_TASK MATERIAL_
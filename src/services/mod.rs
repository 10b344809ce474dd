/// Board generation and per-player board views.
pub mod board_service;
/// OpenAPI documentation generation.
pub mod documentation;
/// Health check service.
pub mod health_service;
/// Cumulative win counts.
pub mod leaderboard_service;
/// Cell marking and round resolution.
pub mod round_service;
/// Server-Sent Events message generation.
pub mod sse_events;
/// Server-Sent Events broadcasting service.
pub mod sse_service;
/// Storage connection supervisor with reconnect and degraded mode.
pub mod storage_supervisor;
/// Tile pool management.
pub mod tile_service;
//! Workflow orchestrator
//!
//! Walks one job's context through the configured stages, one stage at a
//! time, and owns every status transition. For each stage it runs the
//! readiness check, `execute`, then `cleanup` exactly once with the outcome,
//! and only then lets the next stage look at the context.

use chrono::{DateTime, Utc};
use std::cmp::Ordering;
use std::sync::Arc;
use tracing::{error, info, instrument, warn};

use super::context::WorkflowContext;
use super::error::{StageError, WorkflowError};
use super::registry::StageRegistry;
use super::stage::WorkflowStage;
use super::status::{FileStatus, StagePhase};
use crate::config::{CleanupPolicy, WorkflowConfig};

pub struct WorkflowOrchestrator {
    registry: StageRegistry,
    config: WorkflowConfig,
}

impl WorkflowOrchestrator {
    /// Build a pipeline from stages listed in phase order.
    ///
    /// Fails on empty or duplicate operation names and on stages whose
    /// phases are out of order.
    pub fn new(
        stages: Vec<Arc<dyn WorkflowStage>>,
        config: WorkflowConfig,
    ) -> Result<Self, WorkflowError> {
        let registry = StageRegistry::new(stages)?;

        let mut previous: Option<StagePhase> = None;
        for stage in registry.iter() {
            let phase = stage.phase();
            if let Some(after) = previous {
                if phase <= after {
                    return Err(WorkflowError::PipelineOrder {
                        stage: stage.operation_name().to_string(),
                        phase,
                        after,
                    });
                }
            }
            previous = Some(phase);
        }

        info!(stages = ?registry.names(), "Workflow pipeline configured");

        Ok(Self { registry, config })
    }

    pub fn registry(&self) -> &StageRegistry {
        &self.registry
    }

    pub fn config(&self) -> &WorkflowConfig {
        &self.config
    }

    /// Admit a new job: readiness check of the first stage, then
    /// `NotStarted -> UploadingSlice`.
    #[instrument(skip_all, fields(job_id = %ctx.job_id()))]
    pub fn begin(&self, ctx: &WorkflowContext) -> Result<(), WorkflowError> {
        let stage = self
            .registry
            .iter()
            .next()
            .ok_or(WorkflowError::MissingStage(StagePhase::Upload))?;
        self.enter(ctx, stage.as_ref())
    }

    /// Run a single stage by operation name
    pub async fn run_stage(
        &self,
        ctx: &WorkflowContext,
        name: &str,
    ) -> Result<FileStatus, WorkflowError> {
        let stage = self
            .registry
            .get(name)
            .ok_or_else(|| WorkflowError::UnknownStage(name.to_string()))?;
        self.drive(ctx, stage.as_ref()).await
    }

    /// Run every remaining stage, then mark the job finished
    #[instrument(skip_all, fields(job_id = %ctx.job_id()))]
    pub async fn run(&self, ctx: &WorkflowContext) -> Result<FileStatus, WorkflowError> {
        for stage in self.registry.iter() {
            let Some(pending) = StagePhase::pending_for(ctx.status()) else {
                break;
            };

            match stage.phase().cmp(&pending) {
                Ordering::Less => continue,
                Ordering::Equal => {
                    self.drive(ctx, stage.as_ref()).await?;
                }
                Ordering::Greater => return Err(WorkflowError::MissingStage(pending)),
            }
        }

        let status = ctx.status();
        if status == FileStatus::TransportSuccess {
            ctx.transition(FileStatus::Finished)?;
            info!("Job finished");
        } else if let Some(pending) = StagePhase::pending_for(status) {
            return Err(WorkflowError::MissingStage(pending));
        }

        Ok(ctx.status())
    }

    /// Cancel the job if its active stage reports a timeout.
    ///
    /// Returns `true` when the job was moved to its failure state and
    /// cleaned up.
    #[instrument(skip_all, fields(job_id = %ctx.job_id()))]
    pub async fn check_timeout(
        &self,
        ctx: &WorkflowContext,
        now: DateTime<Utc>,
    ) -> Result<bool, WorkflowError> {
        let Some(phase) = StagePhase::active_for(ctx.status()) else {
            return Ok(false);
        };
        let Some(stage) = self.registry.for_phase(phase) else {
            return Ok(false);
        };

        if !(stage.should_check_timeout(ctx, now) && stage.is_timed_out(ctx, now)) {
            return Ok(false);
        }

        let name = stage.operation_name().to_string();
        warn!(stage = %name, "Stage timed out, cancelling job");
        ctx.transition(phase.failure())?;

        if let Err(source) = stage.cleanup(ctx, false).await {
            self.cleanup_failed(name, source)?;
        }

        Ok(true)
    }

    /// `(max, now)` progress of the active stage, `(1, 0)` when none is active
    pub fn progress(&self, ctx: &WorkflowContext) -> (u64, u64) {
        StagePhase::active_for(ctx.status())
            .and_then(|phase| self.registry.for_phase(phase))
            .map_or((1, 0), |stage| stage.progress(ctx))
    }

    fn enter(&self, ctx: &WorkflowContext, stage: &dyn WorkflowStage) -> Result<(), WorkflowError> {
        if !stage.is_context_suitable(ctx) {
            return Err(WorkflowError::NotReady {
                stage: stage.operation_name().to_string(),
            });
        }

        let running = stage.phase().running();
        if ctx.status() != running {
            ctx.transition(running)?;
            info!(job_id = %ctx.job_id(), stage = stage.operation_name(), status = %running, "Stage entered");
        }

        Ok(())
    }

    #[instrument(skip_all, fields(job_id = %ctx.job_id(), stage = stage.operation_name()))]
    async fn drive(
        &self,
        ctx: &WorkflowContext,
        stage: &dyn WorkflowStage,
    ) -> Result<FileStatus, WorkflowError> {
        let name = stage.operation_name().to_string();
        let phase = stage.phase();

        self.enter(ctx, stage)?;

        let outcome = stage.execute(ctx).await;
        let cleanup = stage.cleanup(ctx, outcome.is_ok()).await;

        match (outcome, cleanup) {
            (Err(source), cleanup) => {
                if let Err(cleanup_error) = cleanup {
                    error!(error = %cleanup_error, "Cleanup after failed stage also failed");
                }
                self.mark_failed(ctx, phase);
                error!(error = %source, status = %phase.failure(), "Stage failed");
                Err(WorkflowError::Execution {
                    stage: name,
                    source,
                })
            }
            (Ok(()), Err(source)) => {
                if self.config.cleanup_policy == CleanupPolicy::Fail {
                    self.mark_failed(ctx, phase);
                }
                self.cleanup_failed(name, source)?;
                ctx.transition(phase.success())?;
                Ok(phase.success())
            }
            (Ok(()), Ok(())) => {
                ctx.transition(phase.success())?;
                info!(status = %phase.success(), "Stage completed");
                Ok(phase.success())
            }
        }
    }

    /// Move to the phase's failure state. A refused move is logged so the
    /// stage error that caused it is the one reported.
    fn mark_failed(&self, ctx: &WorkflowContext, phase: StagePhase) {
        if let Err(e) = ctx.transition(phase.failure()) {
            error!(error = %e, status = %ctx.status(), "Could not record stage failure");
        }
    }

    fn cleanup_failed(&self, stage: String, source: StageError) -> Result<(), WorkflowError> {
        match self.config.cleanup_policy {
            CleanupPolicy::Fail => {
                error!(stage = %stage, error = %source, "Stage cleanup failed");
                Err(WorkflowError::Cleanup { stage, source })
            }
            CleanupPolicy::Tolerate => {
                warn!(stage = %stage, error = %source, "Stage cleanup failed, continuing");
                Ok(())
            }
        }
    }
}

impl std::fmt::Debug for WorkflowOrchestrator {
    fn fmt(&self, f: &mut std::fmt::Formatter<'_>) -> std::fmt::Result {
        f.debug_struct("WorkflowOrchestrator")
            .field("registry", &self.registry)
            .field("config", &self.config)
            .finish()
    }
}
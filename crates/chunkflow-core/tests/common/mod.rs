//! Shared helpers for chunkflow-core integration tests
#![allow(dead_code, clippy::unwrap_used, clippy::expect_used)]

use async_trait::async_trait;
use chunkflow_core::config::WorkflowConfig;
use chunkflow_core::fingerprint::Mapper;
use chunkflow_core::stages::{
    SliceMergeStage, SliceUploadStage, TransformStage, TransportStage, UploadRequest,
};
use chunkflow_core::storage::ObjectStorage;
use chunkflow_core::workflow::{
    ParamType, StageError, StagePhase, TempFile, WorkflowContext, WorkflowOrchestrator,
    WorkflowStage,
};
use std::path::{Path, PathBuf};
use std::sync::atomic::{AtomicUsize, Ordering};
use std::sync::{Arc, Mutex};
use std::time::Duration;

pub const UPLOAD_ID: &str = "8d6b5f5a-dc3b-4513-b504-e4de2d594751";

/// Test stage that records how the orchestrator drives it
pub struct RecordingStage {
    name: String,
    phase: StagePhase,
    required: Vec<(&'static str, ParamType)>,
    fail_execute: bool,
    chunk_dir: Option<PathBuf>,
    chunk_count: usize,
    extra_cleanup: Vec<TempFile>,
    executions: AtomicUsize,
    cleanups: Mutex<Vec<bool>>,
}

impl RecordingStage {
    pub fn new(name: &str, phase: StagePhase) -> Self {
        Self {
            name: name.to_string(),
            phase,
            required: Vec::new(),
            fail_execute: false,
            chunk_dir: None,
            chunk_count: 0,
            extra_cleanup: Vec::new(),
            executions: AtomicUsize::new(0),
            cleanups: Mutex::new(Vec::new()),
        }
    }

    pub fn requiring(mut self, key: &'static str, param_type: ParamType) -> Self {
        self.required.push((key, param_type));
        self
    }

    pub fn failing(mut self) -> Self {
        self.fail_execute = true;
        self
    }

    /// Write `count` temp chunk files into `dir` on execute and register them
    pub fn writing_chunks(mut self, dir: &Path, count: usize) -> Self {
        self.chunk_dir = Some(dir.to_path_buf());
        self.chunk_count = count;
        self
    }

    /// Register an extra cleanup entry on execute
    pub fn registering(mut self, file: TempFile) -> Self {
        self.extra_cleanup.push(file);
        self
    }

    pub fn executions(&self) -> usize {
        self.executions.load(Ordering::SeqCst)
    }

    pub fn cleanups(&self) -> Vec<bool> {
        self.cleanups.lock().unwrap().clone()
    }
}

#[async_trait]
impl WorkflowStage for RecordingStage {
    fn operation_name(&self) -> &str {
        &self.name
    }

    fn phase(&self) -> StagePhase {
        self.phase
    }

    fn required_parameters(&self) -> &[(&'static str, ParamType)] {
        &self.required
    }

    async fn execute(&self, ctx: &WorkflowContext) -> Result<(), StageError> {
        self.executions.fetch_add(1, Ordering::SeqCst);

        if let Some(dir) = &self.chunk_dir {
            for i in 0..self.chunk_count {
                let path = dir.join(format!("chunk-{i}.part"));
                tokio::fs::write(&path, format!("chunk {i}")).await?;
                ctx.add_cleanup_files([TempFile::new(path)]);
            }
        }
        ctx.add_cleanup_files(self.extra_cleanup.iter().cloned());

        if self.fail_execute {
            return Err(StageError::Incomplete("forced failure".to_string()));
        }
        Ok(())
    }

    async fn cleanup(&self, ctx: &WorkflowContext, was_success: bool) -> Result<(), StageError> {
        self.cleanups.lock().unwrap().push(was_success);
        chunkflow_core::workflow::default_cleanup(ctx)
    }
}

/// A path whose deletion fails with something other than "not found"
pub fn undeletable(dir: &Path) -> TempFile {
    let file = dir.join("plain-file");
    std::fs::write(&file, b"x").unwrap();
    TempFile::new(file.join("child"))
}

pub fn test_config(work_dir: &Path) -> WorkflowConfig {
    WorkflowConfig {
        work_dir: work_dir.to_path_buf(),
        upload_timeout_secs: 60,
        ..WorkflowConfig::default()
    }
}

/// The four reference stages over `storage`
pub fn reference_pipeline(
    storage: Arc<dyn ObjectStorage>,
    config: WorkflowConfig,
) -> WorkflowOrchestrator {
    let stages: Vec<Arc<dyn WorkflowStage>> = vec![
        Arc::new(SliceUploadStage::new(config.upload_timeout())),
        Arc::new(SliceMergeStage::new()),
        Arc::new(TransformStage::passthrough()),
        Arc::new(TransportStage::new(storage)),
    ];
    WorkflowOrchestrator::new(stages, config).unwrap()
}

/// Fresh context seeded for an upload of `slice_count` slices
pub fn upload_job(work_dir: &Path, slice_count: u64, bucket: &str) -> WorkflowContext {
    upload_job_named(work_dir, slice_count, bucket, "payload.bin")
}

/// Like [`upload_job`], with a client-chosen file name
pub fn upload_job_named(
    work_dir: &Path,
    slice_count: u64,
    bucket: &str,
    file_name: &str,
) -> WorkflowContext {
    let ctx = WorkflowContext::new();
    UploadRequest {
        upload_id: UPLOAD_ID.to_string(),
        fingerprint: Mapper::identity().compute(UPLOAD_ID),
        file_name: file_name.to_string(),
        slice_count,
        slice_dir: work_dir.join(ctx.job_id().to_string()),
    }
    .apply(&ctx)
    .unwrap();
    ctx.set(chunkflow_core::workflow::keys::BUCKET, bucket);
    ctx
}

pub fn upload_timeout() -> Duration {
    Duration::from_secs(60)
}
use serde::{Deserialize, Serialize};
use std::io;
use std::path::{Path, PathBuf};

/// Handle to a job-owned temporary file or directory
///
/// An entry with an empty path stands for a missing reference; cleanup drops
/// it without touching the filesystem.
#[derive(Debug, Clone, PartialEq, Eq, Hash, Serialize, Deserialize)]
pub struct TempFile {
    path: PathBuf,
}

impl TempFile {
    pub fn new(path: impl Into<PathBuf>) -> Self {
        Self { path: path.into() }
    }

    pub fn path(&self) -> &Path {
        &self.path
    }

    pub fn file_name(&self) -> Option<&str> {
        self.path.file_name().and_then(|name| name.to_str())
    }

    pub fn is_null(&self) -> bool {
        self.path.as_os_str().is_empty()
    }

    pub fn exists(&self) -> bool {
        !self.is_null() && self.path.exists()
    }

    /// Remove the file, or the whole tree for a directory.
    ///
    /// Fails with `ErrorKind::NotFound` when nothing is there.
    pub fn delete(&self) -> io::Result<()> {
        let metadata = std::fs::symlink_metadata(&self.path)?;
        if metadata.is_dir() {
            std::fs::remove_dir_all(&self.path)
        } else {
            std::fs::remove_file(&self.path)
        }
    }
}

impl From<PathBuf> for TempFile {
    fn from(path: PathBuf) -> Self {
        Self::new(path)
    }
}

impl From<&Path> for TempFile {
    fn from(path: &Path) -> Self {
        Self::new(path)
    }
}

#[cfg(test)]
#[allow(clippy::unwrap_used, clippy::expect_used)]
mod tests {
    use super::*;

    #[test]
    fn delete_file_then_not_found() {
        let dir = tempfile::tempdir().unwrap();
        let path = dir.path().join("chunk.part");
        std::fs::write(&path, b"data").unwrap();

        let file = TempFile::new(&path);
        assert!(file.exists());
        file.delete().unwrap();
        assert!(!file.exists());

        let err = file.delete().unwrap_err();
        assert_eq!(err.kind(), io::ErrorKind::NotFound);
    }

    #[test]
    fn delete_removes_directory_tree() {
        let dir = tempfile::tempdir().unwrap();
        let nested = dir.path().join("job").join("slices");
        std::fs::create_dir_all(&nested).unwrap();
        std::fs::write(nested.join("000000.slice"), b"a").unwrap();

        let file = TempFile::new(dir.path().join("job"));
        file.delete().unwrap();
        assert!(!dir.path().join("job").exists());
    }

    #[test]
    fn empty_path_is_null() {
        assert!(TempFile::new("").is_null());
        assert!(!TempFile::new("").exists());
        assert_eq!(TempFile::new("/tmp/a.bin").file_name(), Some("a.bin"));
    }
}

_TO DO_
Go through the entries above, and wherever a line holds the word "StageError", copy that line.

_REPLY_
use super::error::{StageError, WorkflowError};
    fn cleanup_failed(&self, stage: String, source: StageError) -> Result<(), WorkflowError> {
    ParamType, StageError, StagePhase, TempFile, WorkflowContext, WorkflowOrchestrator,
    async fn execute(&self, ctx: &WorkflowContext) -> Result<(), StageError> {
            return Err(StageError::Incomplete("forced failure".to_string()));
    async fn cleanup(&self, ctx: &WorkflowContext, was_success: bool) -> Result<(), StageError> {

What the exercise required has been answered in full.